If we include all basic combinations (#SFBatKid, BatKid, #BatKid), total amount of tweets by November 16 reaches the 527,000 tweets mark.
Impact for NGO Make-A-Whish Bay Area
The main character of the story was superhero Miles. No one was willing to steel nothing to his moment of glory and happiness. But the power of the exceptional story benefited many other people and institutions. Many will agree that, like in other similar cases, those who benefit the more are volonteers taking part in free solidary events. Proud San Francisco citizens and one-day actors will remember for a while this unique moment of collective benevolvence.
Many show also gratitude and recognition to the NGO that made possible the story to happen: Make-A-Wish.
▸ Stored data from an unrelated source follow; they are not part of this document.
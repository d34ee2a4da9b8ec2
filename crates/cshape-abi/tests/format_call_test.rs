//! Integration test: format-directed calls through the native printf/scanf
//! families, with verification and ownership checks in front.
//!
//! Run: cargo test -p cshape-abi --test format_call_test

use cshape_abi::{Binding, BindError, EOF, OutRef, Value};
use cshape_membrane::OwnershipTracker;

fn text(buf: &[u8]) -> &str {
    let end = buf.iter().position(|&b| b == 0).unwrap_or(buf.len());
    std::str::from_utf8(&buf[..end]).unwrap()
}

fn call_site_kind(err: &BindError) -> &'static str {
    match err {
        BindError::CallSite(diag) => diag.kind(),
        other => panic!("expected a call-site diagnostic, got {other:?}"),
    }
}

// ---------------------------------------------------------------------------
// Print family
// ---------------------------------------------------------------------------

#[test]
fn sprintf_renders_mixed_conversions() {
    let tracker = OwnershipTracker::new();
    let binding = Binding::new(&tracker);
    let mut buf = [0_u8; 64];
    let n = binding
        .sprintf(
            &mut buf,
            "%d %s, %u%% of %.2f [%c] %lx\n",
            &mut [
                Value::I32(-3),
                Value::Text("apples"),
                Value::U8(50),
                Value::F64(2.5),
                Value::I8(b'z' as i8),
                Value::U64(0xbeef),
            ],
        )
        .unwrap();
    assert_eq!(text(&buf), "-3 apples, 50% of 2.50 [z] beef\n");
    assert_eq!(n, text(&buf).len());
}

#[test]
fn star_width_and_precision_consume_integers_in_order() {
    let tracker = OwnershipTracker::new();
    let binding = Binding::new(&tracker);
    let mut buf = [0_u8; 32];
    binding
        .sprintf(
            &mut buf,
            "[%*.*f]",
            &mut [Value::I32(8), Value::I16(3), Value::F32(1.25)],
        )
        .unwrap();
    assert_eq!(text(&buf), "[   1.250]");

    // Literal digits consume nothing.
    binding
        .sprintf(&mut buf, "[%5.2f]", &mut [Value::F64(1.0)])
        .unwrap();
    assert_eq!(text(&buf), "[ 1.00]");
}

#[test]
fn sprintf_refuses_overflow_and_leaves_buffer_untouched() {
    let tracker = OwnershipTracker::new();
    let binding = Binding::new(&tracker);
    let mut buf = [b'#'; 4];
    let err = binding
        .sprintf(&mut buf, "%d", &mut [Value::I32(12345)])
        .unwrap_err();
    assert!(matches!(
        err,
        BindError::OutputBufferTooSmall {
            needed: 6,
            available: 4
        }
    ));
    assert_eq!(buf, [b'#'; 4]);
}

#[test]
fn snprintf_truncates_and_reports_full_length() {
    let tracker = OwnershipTracker::new();
    let binding = Binding::new(&tracker);
    let mut buf = [0xFF_u8; 6];
    let n = binding
        .snprintf(&mut buf, "%s-%d", &mut [Value::Text("abcdef"), Value::I32(7)])
        .unwrap();
    assert_eq!(n, 8);
    assert_eq!(text(&buf), "abcde");
    assert_eq!(buf[5], 0);

    let n = binding.snprintf(&mut [], "%d", &mut [Value::I32(10)]).unwrap();
    assert_eq!(n, 2);
}

#[test]
fn print_count_stores_bytes_written_so_far() {
    let tracker = OwnershipTracker::new();
    let binding = Binding::new(&tracker);
    let mut buf = [0_u8; 32];
    let mut at = 0_i32;
    binding
        .sprintf(
            &mut buf,
            "%s%n!",
            &mut [Value::Text("hello"), Value::Out(OutRef::I32(&mut at))],
        )
        .unwrap();
    assert_eq!(text(&buf), "hello!");
    assert_eq!(at, 5);
}

#[test]
fn verification_failures_never_reach_native_code() {
    let tracker = OwnershipTracker::new();
    let binding = Binding::new(&tracker);
    let mut buf = [0_u8; 16];

    let err = binding
        .sprintf(&mut buf, "%d %d", &mut [Value::I32(1)])
        .unwrap_err();
    assert_eq!(call_site_kind(&err), "FormatArgumentCountMismatch");

    let err = binding
        .sprintf(&mut buf, "%d", &mut [Value::I32(1), Value::I32(2)])
        .unwrap_err();
    assert_eq!(call_site_kind(&err), "FormatArgumentCountMismatch");

    let err = binding
        .sprintf(&mut buf, "%d", &mut [Value::I64(1)])
        .unwrap_err();
    assert_eq!(call_site_kind(&err), "FormatArgumentTypeMismatch");

    let err = binding
        .sprintf(&mut buf, "%s", &mut [Value::I32(1)])
        .unwrap_err();
    assert_eq!(call_site_kind(&err), "FormatArgumentTypeMismatch");

    let err = binding.sprintf(&mut buf, "%y", &mut []).unwrap_err();
    assert_eq!(call_site_kind(&err), "MalformedFormatDirective");

    assert_eq!(buf, [0_u8; 16]);
}

#[test]
fn diagnostics_point_at_the_calling_line() {
    let tracker = OwnershipTracker::new();
    let binding = Binding::new(&tracker);
    let line = line!() + 1;
    let err = binding.printf("%d\n", &mut []).unwrap_err();
    let BindError::CallSite(diag) = err else {
        panic!("expected a call-site diagnostic");
    };
    assert!(diag.position.file.ends_with("format_call_test.rs"));
    assert_eq!(diag.position.line, line);
    assert_eq!(diag.function, "printf");
}

#[test]
fn interior_nul_in_text_is_refused() {
    let tracker = OwnershipTracker::new();
    let binding = Binding::new(&tracker);
    let mut buf = [0_u8; 16];
    let err = binding
        .sprintf(&mut buf, "%s", &mut [Value::Text("a\0b")])
        .unwrap_err();
    assert!(matches!(err, BindError::EmbeddedNulInText { position: 1 }));
    binding
        .sprintf(&mut buf, "%s", &mut [Value::Text("ab")])
        .unwrap();
    assert_eq!(text(&buf), "ab");
}

#[test]
fn pointer_conversion_checks_handle_liveness() {
    let tracker = OwnershipTracker::new();
    let binding = Binding::new(&tracker);
    let block = binding.malloc(8).unwrap();
    let mut buf = [0_u8; 32];
    binding
        .sprintf(&mut buf, "%p", &mut [Value::Handle(block)])
        .unwrap();
    assert_eq!(text(&buf), format!("{:#x}", block.addr));

    binding.free(Some(block)).unwrap();
    let err = binding
        .sprintf(&mut buf, "%p", &mut [Value::Handle(block)])
        .unwrap_err();
    assert_eq!(err.kind(), "UseAfterRelease");
}

#[test]
fn printf_with_nothing_to_write() {
    let tracker = OwnershipTracker::new();
    let binding = Binding::new(&tracker);
    assert_eq!(binding.printf("", &mut []).unwrap(), 0);
}

// ---------------------------------------------------------------------------
// Scan family
// ---------------------------------------------------------------------------

#[test]
fn sscanf_assigns_every_output() {
    let tracker = OwnershipTracker::new();
    let binding = Binding::new(&tracker);
    let mut n = 0_i32;
    let mut word = [0_u8; 16];
    let mut x = 0.0_f64;
    let mut small = 0_u8;
    let assigned = binding
        .sscanf(
            "  42 apples 2.5 7",
            "%d %s %lf %hhu",
            &mut [
                Value::Out(OutRef::I32(&mut n)),
                Value::BytesMut(&mut word),
                Value::Out(OutRef::F64(&mut x)),
                Value::Out(OutRef::U8(&mut small)),
            ],
        )
        .unwrap();
    assert_eq!(assigned, 4);
    assert_eq!(n, 42);
    assert_eq!(text(&word), "apples");
    assert_eq!(x, 2.5);
    assert_eq!(small, 7);
}

#[test]
fn sscanf_stops_at_the_first_mismatch() {
    let tracker = OwnershipTracker::new();
    let binding = Binding::new(&tracker);
    let mut a = 0_i32;
    let mut b = -1_i32;
    let assigned = binding
        .sscanf(
            "10,x",
            "%d,%d",
            &mut [Value::Out(OutRef::I32(&mut a)), Value::Out(OutRef::I32(&mut b))],
        )
        .unwrap();
    assert_eq!(assigned, 1);
    assert_eq!((a, b), (10, -1));

    let assigned = binding
        .sscanf("10;20", "%d,%d", &mut [
            Value::Out(OutRef::I32(&mut a)),
            Value::Out(OutRef::I32(&mut b)),
        ])
        .unwrap();
    assert_eq!(assigned, 1);
}

#[test]
fn sscanf_on_empty_input_is_eof() {
    let tracker = OwnershipTracker::new();
    let binding = Binding::new(&tracker);
    let mut a = 0_i32;
    let assigned = binding
        .sscanf("", "%d", &mut [Value::Out(OutRef::I32(&mut a))])
        .unwrap();
    assert_eq!(assigned, EOF);
}

#[test]
fn suppressed_conversions_and_counts() {
    let tracker = OwnershipTracker::new();
    let binding = Binding::new(&tracker);
    let mut second = 0_i64;
    let mut at = 0_i32;
    let assigned = binding
        .sscanf(
            "1 2 rest",
            "%*d %ld%n",
            &mut [
                Value::Out(OutRef::I64(&mut second)),
                Value::Out(OutRef::I32(&mut at)),
            ],
        )
        .unwrap();
    assert_eq!(assigned, 1);
    assert_eq!(second, 2);
    assert_eq!(at, 3);
}

#[test]
fn text_outputs_are_bounded_by_the_buffer() {
    let tracker = OwnershipTracker::new();
    let binding = Binding::new(&tracker);
    let mut word = [0xAA_u8; 4];
    let assigned = binding
        .sscanf("overflowing", "%s", &mut [Value::BytesMut(&mut word)])
        .unwrap();
    assert_eq!(assigned, 1);
    assert_eq!(&word, b"ove\0");

    let err = binding
        .sscanf("abc", "%8s", &mut [Value::BytesMut(&mut word)])
        .unwrap_err();
    assert_eq!(err.kind(), "OutputBufferTooSmall");
}

#[test]
fn scan_outputs_must_be_locations_of_the_exact_type() {
    let tracker = OwnershipTracker::new();
    let binding = Binding::new(&tracker);
    let err = binding
        .sscanf("5", "%d", &mut [Value::I32(0)])
        .unwrap_err();
    assert_eq!(call_site_kind(&err), "ExpectedOutputReference");

    let mut wide = 0_i64;
    let err = binding
        .sscanf("5", "%d", &mut [Value::Out(OutRef::I64(&mut wide))])
        .unwrap_err();
    assert_eq!(call_site_kind(&err), "FormatArgumentTypeMismatch");

    let mut single = 0.0_f32;
    binding
        .sscanf("0.5", "%f", &mut [Value::Out(OutRef::F32(&mut single))])
        .unwrap();
    assert_eq!(single, 0.5);
}

// ---------------------------------------------------------------------------
// Streams
// ---------------------------------------------------------------------------

#[test]
fn fprintf_then_fscanf_through_a_temporary_stream() {
    let tracker = OwnershipTracker::new();
    let binding = Binding::new(&tracker);
    let stream = binding.tmpfile().unwrap();
    let written = binding
        .fprintf(stream, "%s=%d\n", &mut [Value::Text("depth"), Value::U16(12)])
        .unwrap();
    assert_eq!(written, 9);
    binding.rewind(stream).unwrap();

    let mut key = [0_u8; 8];
    let mut value = 0_i32;
    let assigned = binding
        .fscanf(
            stream,
            "%[a-z]=%d",
            &mut [Value::BytesMut(&mut key), Value::Out(OutRef::I32(&mut value))],
        )
        .unwrap();
    assert_eq!(assigned, 2);
    assert_eq!(text(&key), "depth");
    assert_eq!(value, 12);

    binding.fclose(stream).unwrap();
    let err = binding.fprintf(stream, "x", &mut []).unwrap_err();
    assert_eq!(err.kind(), "UseAfterRelease");
}

#[test]
fn heap_handles_are_not_streams() {
    let tracker = OwnershipTracker::new();
    let binding = Binding::new(&tracker);
    let block = binding.malloc(4).unwrap();
    let err = binding.fprintf(block, "x", &mut []).unwrap_err();
    assert_eq!(call_site_kind(&err), "ParameterTypeMismatch");
    binding.free(Some(block)).unwrap();
}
For many, this was in fact also a discovery, as it was not as popular as it is one day after Gotham was saved by Batkid. We have sme data that show the massive impact received by the institution organizing so brilliantly the event.
One first hint of the impact of the event is that the official web site shut down due to sudden increase of traffic.
They were smart enough to design a message that allowed frustrated visitors to come back later and even to donate directly.
But, as we have pointed out, 15 November 2013 was also a turning point in Make-A-Wish history.
Of course, we do not have direct access to the number of visits received in their web site, and we do not have information about donations or people asking for volonteering. But we have a number of elements concerning the impact of the event in the social media.
His size as brand in the social media has been dramatically affected.
First, number of mentions in Twitter to the official account, @SFWish
The number of daily mentions goes as follow
15 October 2013 to 10 November: 37 per day
11 November: 132
12 November: 153
13 November: 194
14 November: 1,405
15 November: 74,821
@SFWish simply multiplied its mentions per day by almost 2,000 times this 15 November 2013! Or, in other words, it got 96.4% of all montly mentions during this day.
There were also some 4,500 tweets which included a link to the website: Wish.org. This is 51 % of all links received during the last 30 days in Twitter.
Traffic (mentions) is a measure of quality of conversation and interest that a brand creates in the social media. This translates into icrease of engagement and brand power in the social media.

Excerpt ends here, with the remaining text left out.